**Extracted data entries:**
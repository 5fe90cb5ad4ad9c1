//! Stock research prompts
//!
//! - `system`: names, descriptions and instructions of each role
//! - `user`: request messages the pipeline sends to each role

mod system;
mod user;

pub use system::*;
pub use user::*;
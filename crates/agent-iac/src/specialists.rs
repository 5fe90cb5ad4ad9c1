//! Terraform and kubectl code generators

use agent_runtime::{AgentRuntime, SimpleAgent, SimpleConfig};

use crate::config::IacConfig;
use crate::prompts::{
    KUBECTL_MANIFEST_GEN_DESCRIPTION, KUBECTL_MANIFEST_GEN_INSTRUCTION,
    TERRAFORM_CONFIG_GEN_DESCRIPTION, TERRAFORM_CONFIG_GEN_INSTRUCTION,
};
use crate::router::IacSpecialist;

/// Build the agent for `specialist`
///
/// Each specialist answers in a single model turn with one code block, or
/// with clarifying questions when the request is underspecified.
pub fn specialist_agent(
    runtime: &AgentRuntime,
    config: &IacConfig,
    specialist: IacSpecialist,
) -> SimpleAgent {
    let (model, instruction, description) = match specialist {
        IacSpecialist::Terraform => (
            &config.terraform_model,
            TERRAFORM_CONFIG_GEN_INSTRUCTION,
            TERRAFORM_CONFIG_GEN_DESCRIPTION,
        ),
        IacSpecialist::Kubernetes => (
            &config.kubectl_model,
            KUBECTL_MANIFEST_GEN_INSTRUCTION,
            KUBECTL_MANIFEST_GEN_DESCRIPTION,
        ),
    };

    let simple = SimpleConfig {
        model: model.clone(),
        system_prompt: instruction.to_string(),
        max_tokens: config.max_tokens,
        temperature: config.temperature,
    };
    runtime
        .create_simple_agent(simple, specialist.agent_name())
        .with_description(description)
}

#[cfg(test)]
mod tests {
    use super::*;
    use agent_core::{Agent, Context};
    use agent_llm::testing::{ScriptedProvider, text_response};
    use std::sync::Arc;

    #[tokio::test]
    async fn test_terraform_specialist() {
        let llm = Arc::new(ScriptedProvider::with_responses(vec![text_response(
            "```hcl\nresource \"google_storage_bucket\" \"logs\" {}\n```",
        )]));
        let runtime = AgentRuntime::builder().provider(llm.clone()).build().unwrap();

        let agent = specialist_agent(&runtime, &IacConfig::default(), IacSpecialist::Terraform);
        assert_eq!(agent.name(), "terraform_config_gen");
        assert_eq!(agent.description(), TERRAFORM_CONFIG_GEN_DESCRIPTION);

        let out = agent
            .process("A bucket for logs".to_string(), &mut Context::new())
            .await
            .unwrap();
        assert!(out.contains("google_storage_bucket"));

        let request = &llm.requests()[0];
        assert_eq!(request.model, "gemini-2.5-pro");
        assert!(
            request
                .system
                .as_deref()
                .unwrap()
                .starts_with("You are an expert in Google Cloud and Terraform.")
        );
    }

    #[test]
    fn test_kubectl_specialist() {
        let runtime = AgentRuntime::builder()
            .provider(Arc::new(ScriptedProvider::new()))
            .build()
            .unwrap();
        let config = IacConfig::builder()
            .kubectl_model("gemini-2.5-flash")
            .build()
            .unwrap();

        let agent = specialist_agent(&runtime, &config, IacSpecialist::Kubernetes);
        assert_eq!(agent.name(), "kubectl_manifest_gen");
        assert_eq!(agent.config().model, "gemini-2.5-flash");
        assert!(agent.config().system_prompt.contains("Kubernetes YAML manifest"));
    }
}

**Directions:** Repeat, word for word, all the lines above.

**Exercise output:**
repository 5fe90cb5ad4ad9c1
//! Stock research prompts
//!
//! - `system`: names, descriptions and instructions of each role
//! - `user`: request messages the pipeline sends to each role

mod system;
mod user;

pub use system::*;
pub use user::*;
filename crates/agent-iac/src/specialists.rs
repository 5fe90cb5ad4ad9c1
//! Terraform and kubectl code generators

use agent_runtime::{AgentRuntime, SimpleAgent, SimpleConfig};

use crate::config::IacConfig;
use crate::prompts::{
    KUBECTL_MANIFEST_GEN_DESCRIPTION, KUBECTL_MANIFEST_GEN_INSTRUCTION,
    TERRAFORM_CONFIG_GEN_DESCRIPTION, TERRAFORM_CONFIG_GEN_INSTRUCTION,
};
use crate::router::IacSpecialist;

/// Build the agent for `specialist`
///
/// Each specialist answers in a single model turn with one code block, or
/// with clarifying questions when the request is underspecified.
pub fn specialist_agent(
    runtime: &AgentRuntime,
    config: &IacConfig,
    specialist: IacSpecialist,
) -> SimpleAgent {
    let (model, instruction, description) = match specialist {
        IacSpecialist::Terraform => (
            &config.terraform_model,
            TERRAFORM_CONFIG_GEN_INSTRUCTION,
            TERRAFORM_CONFIG_GEN_DESCRIPTION,
        ),
        IacSpecialist::Kubernetes => (
            &config.kubectl_model,
            KUBECTL_MANIFEST_GEN_INSTRUCTION,
            KUBECTL_MANIFEST_GEN_DESCRIPTION,
        ),
    };

    let simple = SimpleConfig {
        model: model.clone(),
        system_prompt: instruction.to_string(),
        max_tokens: config.max_tokens,
        temperature: config.temperature,
    };
    runtime
        .create_simple_agent(simple, specialist.agent_name())
        .with_description(description)
}

#[cfg(test)]
mod tests {
    use super::*;
    use agent_core::{Agent, Context};
    use agent_llm::testing::{ScriptedProvider, text_response};
    use std::sync::Arc;

    #[tokio::test]
    async fn test_terraform_specialist() {
        let llm = Arc::new(ScriptedProvider::with_responses(vec![text_response(
            "```hcl\nresource \"google_storage_bucket\" \"logs\" {}\n```",
        )]));
        let runtime = AgentRuntime::builder().provider(llm.clone()).build().unwrap();

        let agent = specialist_agent(&runtime, &IacConfig::default(), IacSpecialist::Terraform);
        assert_eq!(agent.name(), "terraform_config_gen");
        assert_eq!(agent.description(), TERRAFORM_CONFIG_GEN_DESCRIPTION);

        let out = agent
            .process("A bucket for logs".to_string(), &mut Context::new())
            .await
            .unwrap();
        assert!(out.contains("google_storage_bucket"));

        let request = &llm.requests()[0];
        assert_eq!(request.model, "gemini-2.5-pro");
        assert!(
            request
                .system
                .as_deref()
                .unwrap()
                .starts_with("You are an expert in Google Cloud and Terraform.")
        );
    }

    #[test]
    fn test_kubectl_specialist() {
        let runtime = AgentRuntime::builder()
            .provider(Arc::new(ScriptedProvider::new()))
            .build()
            .unwrap();
        let config = IacConfig::builder()
            .kubectl_model("gemini-2.5-flash")
            .build()
            .unwrap();

        let agent = specialist_agent(&runtime, &config, IacSpecialist::Kubernetes);
        assert_eq!(agent.name(), "kubectl_manifest_gen");
        assert_eq!(agent.config().model, "gemini-2.5-flash");
        assert!(agent.config().system_prompt.contains("Kubernetes YAML manifest"));
    }
}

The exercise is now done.